→ **EXERCISE BRIEF**
Range to reproduce from the entries below: the line with "pub struct AuthUser", the line with "pub struct AuthSession", and every line in between. Give them exactly and give nothing else.

Stored data entries:
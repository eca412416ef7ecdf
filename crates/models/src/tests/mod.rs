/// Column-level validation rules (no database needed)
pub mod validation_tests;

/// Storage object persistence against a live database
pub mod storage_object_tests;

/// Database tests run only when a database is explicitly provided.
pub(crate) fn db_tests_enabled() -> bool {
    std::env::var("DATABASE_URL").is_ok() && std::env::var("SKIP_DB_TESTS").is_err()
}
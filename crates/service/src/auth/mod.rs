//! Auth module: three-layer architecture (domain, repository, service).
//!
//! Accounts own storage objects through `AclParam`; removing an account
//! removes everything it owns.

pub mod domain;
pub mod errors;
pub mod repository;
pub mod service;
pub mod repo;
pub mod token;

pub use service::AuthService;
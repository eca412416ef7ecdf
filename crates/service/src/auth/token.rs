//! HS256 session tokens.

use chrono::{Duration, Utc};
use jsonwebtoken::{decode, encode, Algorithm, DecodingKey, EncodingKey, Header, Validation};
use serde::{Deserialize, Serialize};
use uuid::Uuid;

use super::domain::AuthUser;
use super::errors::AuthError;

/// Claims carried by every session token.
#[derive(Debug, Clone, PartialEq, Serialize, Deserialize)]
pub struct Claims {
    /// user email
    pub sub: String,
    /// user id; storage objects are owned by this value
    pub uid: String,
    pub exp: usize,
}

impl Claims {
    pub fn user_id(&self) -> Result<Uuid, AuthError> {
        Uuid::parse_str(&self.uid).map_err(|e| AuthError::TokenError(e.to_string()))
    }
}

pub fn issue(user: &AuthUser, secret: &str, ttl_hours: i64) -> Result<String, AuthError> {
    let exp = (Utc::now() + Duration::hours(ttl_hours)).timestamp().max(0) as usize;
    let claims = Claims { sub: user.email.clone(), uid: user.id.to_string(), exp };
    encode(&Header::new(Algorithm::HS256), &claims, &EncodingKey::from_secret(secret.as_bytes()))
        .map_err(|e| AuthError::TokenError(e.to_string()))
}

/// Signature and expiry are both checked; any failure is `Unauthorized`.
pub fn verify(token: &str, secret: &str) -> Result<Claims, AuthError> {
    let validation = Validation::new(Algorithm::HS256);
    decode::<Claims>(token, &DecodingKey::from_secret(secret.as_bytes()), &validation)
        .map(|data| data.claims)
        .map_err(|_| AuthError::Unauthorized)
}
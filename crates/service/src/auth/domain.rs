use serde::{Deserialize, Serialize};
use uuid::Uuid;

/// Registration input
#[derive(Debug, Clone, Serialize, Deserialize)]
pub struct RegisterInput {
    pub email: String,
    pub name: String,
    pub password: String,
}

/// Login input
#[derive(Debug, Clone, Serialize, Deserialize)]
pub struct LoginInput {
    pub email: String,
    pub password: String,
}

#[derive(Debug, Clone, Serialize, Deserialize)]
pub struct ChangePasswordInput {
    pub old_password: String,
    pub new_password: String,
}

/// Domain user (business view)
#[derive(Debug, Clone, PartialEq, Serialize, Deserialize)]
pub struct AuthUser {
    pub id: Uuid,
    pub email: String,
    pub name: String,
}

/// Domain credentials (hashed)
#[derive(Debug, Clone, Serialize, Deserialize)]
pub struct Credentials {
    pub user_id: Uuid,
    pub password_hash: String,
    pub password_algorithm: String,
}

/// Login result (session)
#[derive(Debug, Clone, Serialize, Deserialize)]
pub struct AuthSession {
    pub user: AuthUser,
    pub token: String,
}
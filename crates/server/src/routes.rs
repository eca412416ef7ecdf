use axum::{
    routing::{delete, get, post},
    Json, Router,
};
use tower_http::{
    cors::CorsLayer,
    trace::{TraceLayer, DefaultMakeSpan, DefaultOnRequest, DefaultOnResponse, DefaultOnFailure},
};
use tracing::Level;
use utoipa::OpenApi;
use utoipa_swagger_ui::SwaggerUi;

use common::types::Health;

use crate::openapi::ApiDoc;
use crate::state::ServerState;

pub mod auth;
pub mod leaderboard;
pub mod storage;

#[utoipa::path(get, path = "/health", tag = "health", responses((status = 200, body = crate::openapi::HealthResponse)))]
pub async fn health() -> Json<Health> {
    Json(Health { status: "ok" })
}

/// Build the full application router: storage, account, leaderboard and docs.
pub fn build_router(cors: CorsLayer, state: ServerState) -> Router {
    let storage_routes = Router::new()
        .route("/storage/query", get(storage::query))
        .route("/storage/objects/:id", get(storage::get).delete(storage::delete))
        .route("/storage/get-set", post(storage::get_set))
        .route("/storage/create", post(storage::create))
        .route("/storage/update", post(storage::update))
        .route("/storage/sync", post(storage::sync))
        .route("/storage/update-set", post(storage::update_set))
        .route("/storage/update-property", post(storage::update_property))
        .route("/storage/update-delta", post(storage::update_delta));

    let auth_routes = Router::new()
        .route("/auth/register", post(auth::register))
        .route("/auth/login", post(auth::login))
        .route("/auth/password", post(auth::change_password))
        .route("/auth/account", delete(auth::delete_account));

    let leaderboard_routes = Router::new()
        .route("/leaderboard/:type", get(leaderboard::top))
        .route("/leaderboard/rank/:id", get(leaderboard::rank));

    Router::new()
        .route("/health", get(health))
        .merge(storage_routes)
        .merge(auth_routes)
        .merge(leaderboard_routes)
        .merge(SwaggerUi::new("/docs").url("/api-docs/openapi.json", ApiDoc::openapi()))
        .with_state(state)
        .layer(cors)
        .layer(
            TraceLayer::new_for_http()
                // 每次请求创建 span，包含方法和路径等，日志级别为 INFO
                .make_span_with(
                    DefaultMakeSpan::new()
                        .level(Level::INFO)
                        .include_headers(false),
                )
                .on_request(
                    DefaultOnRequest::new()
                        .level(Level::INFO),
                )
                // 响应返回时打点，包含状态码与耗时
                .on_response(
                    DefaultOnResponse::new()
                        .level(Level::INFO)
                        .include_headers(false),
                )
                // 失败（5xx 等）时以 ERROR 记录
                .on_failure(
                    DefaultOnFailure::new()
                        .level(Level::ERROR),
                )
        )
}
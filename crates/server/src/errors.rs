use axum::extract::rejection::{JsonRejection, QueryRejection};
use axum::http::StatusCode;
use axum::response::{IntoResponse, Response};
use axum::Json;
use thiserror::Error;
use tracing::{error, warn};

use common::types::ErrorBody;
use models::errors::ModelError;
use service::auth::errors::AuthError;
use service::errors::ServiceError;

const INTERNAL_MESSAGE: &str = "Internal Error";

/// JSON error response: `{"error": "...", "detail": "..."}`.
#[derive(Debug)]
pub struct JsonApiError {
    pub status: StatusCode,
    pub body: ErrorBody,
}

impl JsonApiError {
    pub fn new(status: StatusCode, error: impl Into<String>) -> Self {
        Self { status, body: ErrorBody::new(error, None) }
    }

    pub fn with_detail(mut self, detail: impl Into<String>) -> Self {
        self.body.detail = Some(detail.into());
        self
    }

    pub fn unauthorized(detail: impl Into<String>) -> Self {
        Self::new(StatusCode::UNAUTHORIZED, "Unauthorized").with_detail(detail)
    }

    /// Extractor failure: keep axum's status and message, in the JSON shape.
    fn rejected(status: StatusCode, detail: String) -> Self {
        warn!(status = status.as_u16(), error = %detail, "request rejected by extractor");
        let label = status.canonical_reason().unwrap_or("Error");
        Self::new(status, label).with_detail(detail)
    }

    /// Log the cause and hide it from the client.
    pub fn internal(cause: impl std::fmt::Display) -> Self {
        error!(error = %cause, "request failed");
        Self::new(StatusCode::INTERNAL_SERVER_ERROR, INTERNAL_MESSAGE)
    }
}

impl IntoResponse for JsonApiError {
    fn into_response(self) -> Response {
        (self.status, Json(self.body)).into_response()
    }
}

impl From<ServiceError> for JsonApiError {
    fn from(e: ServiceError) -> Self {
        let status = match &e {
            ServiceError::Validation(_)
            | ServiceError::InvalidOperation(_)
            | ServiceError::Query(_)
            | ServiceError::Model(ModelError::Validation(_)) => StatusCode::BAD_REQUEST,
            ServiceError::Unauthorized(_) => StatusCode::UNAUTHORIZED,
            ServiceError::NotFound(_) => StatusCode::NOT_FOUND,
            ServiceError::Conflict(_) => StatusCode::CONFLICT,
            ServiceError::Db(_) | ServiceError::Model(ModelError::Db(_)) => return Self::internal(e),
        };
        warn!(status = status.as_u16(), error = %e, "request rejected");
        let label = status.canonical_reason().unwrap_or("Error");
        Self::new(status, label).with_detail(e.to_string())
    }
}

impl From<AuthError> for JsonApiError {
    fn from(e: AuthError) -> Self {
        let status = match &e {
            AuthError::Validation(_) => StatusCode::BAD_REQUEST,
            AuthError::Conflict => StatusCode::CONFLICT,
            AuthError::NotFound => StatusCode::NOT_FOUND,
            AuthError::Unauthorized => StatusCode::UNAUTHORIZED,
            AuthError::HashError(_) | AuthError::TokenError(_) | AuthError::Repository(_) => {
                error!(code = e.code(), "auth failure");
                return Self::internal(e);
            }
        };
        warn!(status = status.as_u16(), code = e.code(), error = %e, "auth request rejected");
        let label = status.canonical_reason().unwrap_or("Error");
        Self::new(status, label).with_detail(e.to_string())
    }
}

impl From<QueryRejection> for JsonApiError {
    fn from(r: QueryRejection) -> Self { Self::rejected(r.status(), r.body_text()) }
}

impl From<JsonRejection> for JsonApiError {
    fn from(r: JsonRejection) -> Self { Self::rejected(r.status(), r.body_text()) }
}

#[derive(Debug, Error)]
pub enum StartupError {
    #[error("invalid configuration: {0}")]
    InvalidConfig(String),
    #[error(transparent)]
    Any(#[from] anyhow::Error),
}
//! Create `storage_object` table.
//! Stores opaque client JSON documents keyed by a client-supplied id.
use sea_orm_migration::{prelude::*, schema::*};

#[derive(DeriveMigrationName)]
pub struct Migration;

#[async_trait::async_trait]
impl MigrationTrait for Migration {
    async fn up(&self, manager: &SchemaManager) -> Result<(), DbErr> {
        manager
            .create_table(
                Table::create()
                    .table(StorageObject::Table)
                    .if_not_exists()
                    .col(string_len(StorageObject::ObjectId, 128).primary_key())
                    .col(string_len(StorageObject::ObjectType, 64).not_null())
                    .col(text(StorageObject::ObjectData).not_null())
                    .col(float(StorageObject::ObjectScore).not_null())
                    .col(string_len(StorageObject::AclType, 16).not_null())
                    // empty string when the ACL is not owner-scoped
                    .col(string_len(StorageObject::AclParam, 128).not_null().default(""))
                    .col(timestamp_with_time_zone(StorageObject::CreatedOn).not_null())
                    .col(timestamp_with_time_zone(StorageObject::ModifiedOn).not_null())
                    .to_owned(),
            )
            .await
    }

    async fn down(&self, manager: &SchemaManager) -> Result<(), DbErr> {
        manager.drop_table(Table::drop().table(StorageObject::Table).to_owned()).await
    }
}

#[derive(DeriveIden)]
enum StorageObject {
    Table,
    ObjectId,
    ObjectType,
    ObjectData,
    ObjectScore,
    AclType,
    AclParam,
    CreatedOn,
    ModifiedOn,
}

==

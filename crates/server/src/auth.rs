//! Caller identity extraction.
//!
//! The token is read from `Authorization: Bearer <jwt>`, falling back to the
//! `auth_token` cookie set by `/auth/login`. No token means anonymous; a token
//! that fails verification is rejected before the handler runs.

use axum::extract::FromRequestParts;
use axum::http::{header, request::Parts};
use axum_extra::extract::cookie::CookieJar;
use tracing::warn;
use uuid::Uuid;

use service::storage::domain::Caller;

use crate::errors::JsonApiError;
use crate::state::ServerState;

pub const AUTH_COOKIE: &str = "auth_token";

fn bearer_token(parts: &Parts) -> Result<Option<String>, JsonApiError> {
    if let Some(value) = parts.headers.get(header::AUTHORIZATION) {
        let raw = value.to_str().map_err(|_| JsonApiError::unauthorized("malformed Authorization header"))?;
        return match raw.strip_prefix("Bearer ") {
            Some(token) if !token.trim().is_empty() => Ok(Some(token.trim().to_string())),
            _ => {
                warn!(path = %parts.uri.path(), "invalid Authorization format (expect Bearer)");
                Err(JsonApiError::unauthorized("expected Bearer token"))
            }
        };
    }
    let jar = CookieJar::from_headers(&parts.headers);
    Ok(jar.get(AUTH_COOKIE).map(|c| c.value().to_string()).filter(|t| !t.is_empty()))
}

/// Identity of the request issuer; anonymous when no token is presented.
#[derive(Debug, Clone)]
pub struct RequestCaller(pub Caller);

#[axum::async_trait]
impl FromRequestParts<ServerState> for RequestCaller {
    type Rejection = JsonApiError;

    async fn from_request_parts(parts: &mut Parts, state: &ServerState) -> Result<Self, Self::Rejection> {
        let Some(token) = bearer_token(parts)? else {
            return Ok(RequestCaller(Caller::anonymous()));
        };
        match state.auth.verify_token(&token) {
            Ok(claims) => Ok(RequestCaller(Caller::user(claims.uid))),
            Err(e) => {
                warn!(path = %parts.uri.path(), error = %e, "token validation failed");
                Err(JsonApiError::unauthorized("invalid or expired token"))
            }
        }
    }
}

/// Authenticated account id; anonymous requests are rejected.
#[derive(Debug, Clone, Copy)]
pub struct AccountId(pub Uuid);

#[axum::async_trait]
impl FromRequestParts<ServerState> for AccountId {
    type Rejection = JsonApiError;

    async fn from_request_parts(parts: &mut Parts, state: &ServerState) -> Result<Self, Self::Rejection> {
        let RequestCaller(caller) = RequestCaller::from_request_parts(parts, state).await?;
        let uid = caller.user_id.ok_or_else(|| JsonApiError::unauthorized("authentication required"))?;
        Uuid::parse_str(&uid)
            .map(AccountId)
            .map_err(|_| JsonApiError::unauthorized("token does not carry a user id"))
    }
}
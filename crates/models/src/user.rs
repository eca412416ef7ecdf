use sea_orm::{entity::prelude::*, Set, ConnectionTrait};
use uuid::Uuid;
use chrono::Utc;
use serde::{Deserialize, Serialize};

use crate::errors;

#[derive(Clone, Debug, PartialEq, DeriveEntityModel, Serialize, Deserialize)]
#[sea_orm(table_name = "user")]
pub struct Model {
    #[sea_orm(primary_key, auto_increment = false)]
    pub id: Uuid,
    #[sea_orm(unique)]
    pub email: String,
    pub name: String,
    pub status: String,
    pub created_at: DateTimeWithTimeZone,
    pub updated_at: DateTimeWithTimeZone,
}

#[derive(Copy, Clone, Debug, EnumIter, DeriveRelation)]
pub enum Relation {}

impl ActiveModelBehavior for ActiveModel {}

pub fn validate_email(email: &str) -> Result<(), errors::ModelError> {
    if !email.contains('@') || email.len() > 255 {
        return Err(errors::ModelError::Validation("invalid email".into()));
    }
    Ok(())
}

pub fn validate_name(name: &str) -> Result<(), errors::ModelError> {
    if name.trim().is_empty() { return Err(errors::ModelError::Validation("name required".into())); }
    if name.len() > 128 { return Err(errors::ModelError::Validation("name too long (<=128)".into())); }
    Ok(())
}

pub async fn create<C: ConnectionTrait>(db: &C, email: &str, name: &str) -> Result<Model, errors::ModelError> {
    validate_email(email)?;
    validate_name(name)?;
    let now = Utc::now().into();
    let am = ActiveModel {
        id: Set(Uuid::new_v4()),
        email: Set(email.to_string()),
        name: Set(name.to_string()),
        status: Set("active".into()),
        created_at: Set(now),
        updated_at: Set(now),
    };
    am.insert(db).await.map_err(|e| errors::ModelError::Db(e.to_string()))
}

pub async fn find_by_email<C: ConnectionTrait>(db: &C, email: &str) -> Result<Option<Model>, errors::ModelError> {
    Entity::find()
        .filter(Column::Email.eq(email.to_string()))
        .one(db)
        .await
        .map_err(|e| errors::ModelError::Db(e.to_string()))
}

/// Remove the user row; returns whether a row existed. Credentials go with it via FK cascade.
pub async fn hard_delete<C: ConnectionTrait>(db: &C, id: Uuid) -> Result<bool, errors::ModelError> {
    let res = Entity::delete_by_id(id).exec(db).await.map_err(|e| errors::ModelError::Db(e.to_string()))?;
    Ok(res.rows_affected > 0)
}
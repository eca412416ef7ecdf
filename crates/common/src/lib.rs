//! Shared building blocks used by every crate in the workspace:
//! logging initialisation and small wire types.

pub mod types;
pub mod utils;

---

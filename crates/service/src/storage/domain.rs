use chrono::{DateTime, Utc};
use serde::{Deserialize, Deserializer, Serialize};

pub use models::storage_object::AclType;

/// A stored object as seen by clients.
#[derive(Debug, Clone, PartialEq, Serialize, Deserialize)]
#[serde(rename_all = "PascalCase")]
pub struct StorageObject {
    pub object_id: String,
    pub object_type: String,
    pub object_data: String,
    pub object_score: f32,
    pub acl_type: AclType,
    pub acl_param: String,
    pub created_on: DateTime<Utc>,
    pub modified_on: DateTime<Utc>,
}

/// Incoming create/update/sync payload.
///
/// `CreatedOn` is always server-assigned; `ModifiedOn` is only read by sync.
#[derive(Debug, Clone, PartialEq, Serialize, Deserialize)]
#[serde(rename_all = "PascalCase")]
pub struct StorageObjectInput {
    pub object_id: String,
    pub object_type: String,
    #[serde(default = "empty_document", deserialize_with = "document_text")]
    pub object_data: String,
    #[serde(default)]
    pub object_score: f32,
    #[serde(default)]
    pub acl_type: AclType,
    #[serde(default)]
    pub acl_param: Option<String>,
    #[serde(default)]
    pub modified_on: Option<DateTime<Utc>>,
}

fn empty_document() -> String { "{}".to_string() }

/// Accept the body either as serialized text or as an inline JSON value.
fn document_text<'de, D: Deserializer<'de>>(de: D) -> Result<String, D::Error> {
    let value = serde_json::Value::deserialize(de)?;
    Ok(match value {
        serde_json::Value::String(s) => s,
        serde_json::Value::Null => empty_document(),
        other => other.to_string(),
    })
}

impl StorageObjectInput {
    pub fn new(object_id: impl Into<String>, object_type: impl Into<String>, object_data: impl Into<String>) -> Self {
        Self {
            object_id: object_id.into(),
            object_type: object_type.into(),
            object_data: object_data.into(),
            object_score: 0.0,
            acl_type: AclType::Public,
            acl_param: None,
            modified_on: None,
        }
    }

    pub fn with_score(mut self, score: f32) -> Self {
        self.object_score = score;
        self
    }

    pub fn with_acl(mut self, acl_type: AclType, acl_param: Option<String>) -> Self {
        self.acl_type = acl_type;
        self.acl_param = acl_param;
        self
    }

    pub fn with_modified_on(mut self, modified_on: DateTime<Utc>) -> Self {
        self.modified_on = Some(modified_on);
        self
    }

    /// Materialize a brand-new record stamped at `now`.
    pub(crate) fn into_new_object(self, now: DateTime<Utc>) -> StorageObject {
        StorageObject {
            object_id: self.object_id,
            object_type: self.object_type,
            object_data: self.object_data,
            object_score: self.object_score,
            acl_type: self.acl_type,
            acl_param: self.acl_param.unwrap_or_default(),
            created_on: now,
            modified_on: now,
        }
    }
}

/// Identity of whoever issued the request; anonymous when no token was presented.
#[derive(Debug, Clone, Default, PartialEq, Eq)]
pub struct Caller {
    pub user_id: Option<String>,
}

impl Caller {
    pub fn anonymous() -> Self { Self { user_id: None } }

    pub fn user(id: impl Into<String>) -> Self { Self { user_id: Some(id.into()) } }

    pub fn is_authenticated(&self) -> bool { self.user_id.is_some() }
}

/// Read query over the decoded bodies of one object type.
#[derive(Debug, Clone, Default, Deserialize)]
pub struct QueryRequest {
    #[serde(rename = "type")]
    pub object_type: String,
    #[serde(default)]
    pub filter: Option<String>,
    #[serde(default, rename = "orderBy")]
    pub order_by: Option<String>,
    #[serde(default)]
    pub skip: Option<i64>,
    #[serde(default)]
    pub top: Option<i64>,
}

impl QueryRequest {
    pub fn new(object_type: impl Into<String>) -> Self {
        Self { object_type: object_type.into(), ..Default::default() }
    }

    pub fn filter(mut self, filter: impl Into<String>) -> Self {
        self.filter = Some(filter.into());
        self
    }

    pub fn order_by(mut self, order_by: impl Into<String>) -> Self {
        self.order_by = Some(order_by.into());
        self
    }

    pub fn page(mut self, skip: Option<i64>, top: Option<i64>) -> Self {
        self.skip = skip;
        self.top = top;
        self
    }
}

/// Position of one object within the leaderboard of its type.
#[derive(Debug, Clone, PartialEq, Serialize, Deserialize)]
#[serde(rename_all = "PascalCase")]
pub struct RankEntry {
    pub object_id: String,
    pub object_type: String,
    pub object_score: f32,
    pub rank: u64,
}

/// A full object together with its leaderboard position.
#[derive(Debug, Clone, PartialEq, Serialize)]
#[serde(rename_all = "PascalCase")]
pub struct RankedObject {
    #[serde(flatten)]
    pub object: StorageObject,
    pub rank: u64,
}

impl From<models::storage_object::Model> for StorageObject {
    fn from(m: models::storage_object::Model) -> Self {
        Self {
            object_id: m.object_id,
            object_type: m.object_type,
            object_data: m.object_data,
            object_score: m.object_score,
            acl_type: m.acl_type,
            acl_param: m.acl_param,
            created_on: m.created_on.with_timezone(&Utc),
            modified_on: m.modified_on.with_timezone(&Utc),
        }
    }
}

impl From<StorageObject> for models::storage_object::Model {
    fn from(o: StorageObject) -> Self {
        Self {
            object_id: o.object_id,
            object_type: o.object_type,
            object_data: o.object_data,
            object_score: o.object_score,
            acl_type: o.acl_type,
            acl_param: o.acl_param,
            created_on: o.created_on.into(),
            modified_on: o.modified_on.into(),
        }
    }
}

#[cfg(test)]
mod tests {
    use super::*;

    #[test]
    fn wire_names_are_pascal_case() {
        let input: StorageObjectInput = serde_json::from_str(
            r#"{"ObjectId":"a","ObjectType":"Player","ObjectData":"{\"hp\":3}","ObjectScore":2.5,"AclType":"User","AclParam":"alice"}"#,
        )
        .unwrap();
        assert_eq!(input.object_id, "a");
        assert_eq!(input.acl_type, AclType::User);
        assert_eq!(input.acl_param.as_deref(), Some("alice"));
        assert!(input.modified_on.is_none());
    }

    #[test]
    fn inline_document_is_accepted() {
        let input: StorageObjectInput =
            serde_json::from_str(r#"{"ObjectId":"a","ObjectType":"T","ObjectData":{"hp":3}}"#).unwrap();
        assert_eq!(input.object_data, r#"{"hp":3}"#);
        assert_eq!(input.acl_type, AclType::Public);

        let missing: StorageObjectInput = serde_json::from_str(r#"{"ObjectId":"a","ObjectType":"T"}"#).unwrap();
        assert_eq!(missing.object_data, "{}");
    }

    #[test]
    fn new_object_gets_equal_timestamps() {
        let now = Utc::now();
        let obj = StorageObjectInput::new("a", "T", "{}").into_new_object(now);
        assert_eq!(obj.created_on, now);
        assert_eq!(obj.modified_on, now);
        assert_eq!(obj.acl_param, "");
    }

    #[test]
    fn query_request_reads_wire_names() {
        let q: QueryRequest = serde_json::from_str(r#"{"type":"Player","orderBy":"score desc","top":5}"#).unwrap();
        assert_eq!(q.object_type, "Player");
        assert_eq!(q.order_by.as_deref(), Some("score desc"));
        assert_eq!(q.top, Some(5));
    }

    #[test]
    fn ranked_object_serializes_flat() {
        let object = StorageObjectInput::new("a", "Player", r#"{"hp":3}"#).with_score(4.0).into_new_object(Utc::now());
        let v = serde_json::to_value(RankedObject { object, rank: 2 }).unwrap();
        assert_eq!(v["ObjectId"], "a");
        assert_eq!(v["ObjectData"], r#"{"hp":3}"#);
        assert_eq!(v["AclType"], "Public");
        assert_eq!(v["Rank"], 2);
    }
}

→ **FINAL ANSWER**
pub struct AuthUser {
    pub id: Uuid,
    pub email: String,
    pub name: String,
}

/// Domain credentials (hashed)
#[derive(Debug, Clone, Serialize, Deserialize)]
pub struct Credentials {
    pub user_id: Uuid,
    pub password_hash: String,
    pub password_algorithm: String,
}

/// Login result (session)
#[derive(Debug, Clone, Serialize, Deserialize)]
pub struct AuthSession {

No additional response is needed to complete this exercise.